- _WORK TO BE COMPLETED_: Copy all lines in the material holding the string "CompressError".

_ _ _

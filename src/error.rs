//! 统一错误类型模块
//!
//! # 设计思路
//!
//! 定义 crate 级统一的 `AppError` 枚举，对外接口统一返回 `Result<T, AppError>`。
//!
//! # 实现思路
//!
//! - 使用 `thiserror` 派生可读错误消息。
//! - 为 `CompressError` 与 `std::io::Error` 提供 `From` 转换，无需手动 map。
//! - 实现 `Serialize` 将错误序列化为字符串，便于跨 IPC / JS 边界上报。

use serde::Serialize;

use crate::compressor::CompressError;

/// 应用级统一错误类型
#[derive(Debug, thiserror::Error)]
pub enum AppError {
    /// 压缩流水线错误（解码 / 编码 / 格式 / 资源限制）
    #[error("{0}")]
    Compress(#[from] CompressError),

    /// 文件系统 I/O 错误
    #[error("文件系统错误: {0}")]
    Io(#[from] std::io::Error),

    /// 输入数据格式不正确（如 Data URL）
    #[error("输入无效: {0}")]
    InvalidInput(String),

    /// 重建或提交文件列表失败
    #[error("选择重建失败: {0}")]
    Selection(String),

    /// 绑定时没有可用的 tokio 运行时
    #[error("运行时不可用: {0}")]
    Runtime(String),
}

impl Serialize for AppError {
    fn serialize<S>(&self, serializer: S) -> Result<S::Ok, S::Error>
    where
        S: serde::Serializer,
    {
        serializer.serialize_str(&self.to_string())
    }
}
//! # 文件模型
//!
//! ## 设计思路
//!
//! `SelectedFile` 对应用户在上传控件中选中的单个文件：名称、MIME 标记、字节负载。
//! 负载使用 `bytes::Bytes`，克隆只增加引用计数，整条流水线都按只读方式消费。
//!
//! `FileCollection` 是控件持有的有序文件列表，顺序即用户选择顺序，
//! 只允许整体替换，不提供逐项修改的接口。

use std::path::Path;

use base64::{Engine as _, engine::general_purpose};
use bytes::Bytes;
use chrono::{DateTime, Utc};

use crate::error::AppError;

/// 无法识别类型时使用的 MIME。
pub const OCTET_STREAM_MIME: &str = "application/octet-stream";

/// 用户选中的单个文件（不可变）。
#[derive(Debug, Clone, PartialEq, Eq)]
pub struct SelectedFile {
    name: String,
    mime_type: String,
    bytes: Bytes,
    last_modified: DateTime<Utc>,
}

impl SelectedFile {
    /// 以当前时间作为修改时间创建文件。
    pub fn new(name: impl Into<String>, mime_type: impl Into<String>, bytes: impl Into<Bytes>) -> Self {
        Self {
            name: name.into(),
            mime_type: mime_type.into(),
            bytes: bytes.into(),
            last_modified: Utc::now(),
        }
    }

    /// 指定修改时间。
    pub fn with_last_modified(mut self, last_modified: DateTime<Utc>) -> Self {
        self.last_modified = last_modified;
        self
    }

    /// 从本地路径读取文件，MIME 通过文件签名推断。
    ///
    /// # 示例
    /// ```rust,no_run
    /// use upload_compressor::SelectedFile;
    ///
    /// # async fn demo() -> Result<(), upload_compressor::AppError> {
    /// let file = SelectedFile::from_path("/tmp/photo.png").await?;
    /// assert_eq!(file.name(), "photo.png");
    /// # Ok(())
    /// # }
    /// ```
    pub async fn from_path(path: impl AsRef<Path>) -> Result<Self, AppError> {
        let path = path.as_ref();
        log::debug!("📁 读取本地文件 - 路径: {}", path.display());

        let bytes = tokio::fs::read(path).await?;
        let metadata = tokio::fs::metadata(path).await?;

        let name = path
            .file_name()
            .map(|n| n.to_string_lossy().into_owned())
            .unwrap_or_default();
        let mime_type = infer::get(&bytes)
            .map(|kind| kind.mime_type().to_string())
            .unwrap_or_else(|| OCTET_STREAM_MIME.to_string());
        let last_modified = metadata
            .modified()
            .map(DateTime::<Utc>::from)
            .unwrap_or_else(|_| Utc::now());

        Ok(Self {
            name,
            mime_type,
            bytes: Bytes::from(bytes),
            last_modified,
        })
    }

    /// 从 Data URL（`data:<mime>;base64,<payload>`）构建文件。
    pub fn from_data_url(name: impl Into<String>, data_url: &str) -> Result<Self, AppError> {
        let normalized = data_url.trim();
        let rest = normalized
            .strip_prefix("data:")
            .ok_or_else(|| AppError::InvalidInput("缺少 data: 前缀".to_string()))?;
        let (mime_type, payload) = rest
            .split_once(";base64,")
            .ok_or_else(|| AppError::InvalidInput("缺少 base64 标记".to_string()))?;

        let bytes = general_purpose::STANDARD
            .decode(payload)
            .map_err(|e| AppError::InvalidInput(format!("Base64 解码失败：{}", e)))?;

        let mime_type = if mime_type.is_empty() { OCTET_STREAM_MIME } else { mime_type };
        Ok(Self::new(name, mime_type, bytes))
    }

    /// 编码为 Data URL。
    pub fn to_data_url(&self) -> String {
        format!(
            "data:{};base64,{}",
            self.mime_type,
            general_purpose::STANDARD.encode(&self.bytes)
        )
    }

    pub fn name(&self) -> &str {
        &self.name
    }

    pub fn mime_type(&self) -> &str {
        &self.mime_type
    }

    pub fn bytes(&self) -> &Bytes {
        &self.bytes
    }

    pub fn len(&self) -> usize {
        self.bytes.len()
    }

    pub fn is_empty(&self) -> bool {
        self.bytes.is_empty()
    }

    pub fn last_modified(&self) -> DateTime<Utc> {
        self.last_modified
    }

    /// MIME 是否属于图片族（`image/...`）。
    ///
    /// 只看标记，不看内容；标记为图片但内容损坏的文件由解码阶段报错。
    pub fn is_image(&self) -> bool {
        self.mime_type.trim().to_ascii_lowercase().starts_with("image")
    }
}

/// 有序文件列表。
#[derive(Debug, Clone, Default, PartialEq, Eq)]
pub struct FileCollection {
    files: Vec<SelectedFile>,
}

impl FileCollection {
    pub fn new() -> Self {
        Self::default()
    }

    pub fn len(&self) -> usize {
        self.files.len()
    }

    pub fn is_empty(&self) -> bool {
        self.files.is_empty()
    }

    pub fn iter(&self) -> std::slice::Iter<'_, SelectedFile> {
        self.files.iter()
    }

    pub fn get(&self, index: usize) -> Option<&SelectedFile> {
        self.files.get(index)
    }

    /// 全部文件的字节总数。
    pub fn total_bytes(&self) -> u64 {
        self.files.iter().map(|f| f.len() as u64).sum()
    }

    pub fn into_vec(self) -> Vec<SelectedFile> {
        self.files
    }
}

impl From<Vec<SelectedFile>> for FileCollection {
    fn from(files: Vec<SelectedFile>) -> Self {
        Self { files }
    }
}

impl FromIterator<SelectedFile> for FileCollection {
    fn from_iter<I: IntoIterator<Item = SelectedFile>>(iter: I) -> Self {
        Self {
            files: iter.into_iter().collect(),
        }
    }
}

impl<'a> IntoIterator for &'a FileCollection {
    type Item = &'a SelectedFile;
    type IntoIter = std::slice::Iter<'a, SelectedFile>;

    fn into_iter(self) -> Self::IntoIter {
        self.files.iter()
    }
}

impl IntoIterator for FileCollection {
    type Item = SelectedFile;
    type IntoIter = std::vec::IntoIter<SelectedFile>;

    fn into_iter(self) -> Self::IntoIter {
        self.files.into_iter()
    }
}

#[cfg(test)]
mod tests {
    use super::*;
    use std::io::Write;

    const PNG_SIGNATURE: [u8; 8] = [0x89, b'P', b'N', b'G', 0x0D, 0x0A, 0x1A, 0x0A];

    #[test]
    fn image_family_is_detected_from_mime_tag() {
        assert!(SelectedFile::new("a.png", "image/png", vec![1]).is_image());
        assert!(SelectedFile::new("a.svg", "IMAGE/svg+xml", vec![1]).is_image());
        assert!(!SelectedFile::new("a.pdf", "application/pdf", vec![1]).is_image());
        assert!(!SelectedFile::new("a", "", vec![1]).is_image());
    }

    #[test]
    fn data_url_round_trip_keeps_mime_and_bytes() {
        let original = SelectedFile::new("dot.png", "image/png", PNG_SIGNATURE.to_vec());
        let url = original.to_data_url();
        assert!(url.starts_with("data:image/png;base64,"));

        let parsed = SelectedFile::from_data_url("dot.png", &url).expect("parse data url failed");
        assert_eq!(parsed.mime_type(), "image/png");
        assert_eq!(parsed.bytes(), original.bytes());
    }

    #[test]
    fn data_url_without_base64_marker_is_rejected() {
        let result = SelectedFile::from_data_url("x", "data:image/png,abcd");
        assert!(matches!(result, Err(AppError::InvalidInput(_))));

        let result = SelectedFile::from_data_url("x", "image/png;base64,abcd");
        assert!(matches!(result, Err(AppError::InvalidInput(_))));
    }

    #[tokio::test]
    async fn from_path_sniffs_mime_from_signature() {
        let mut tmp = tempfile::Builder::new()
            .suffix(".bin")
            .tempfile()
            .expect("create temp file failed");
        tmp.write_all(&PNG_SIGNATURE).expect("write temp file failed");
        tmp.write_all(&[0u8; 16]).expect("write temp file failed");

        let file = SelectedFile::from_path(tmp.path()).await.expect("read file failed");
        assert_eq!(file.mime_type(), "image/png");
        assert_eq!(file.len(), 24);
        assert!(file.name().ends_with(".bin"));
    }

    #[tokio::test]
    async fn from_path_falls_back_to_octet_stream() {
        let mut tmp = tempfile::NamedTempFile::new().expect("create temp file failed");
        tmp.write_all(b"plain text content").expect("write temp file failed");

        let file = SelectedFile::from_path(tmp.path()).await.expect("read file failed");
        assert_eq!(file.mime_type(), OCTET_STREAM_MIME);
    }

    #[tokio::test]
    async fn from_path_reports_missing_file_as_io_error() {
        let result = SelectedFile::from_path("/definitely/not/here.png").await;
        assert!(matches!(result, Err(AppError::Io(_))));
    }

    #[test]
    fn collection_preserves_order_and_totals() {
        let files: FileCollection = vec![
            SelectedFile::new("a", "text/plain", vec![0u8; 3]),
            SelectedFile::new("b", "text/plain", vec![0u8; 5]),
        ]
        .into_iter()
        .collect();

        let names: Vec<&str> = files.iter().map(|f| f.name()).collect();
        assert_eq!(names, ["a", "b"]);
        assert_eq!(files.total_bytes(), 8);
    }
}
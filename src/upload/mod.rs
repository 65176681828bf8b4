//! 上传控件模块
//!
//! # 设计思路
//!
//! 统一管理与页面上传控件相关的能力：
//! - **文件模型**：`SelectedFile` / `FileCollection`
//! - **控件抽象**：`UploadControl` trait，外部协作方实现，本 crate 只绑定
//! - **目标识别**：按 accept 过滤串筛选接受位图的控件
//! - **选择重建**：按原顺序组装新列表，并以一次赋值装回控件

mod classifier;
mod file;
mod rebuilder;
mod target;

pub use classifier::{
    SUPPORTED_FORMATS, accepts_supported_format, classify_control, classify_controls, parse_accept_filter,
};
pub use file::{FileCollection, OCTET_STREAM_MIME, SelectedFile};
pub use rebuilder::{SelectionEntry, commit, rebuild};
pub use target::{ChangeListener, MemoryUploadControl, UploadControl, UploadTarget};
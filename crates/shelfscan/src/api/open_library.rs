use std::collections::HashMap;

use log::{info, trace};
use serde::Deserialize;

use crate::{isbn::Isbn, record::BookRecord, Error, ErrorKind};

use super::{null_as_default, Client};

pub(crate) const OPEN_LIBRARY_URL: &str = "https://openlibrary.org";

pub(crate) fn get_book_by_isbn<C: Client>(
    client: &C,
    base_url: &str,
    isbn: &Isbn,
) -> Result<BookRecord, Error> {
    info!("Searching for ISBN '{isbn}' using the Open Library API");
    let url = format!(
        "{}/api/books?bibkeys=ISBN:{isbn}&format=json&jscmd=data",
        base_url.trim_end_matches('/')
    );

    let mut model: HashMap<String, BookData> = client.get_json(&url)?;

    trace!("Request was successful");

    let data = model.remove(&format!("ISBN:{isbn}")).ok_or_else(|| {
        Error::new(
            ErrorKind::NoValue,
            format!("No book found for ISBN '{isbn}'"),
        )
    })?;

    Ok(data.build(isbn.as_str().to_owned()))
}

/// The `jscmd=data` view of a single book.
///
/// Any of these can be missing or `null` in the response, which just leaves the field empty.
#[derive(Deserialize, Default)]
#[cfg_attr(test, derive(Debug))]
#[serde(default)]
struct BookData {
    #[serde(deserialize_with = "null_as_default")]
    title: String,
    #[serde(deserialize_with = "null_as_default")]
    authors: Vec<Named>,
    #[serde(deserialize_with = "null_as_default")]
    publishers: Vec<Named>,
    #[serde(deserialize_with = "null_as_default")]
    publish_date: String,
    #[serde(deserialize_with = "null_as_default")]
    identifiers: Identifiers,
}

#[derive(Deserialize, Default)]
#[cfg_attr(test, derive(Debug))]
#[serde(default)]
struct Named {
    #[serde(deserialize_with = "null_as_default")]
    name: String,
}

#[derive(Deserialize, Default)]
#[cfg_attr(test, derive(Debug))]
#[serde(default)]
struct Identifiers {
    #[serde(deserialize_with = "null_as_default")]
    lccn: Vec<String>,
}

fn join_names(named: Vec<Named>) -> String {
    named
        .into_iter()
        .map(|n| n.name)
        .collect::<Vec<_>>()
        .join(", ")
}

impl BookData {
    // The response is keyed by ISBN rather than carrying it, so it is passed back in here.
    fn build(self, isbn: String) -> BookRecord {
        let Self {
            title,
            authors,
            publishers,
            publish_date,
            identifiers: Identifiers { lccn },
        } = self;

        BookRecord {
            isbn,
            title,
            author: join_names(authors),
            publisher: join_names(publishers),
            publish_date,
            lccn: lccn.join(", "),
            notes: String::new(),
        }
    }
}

_ _ _

- _RESULT BELOW_:
//! - 为 `CompressError` 与 `std::io::Error` 提供 `From` 转换，无需手动 map。
use crate::compressor::CompressError;
    Compress(#[from] CompressError),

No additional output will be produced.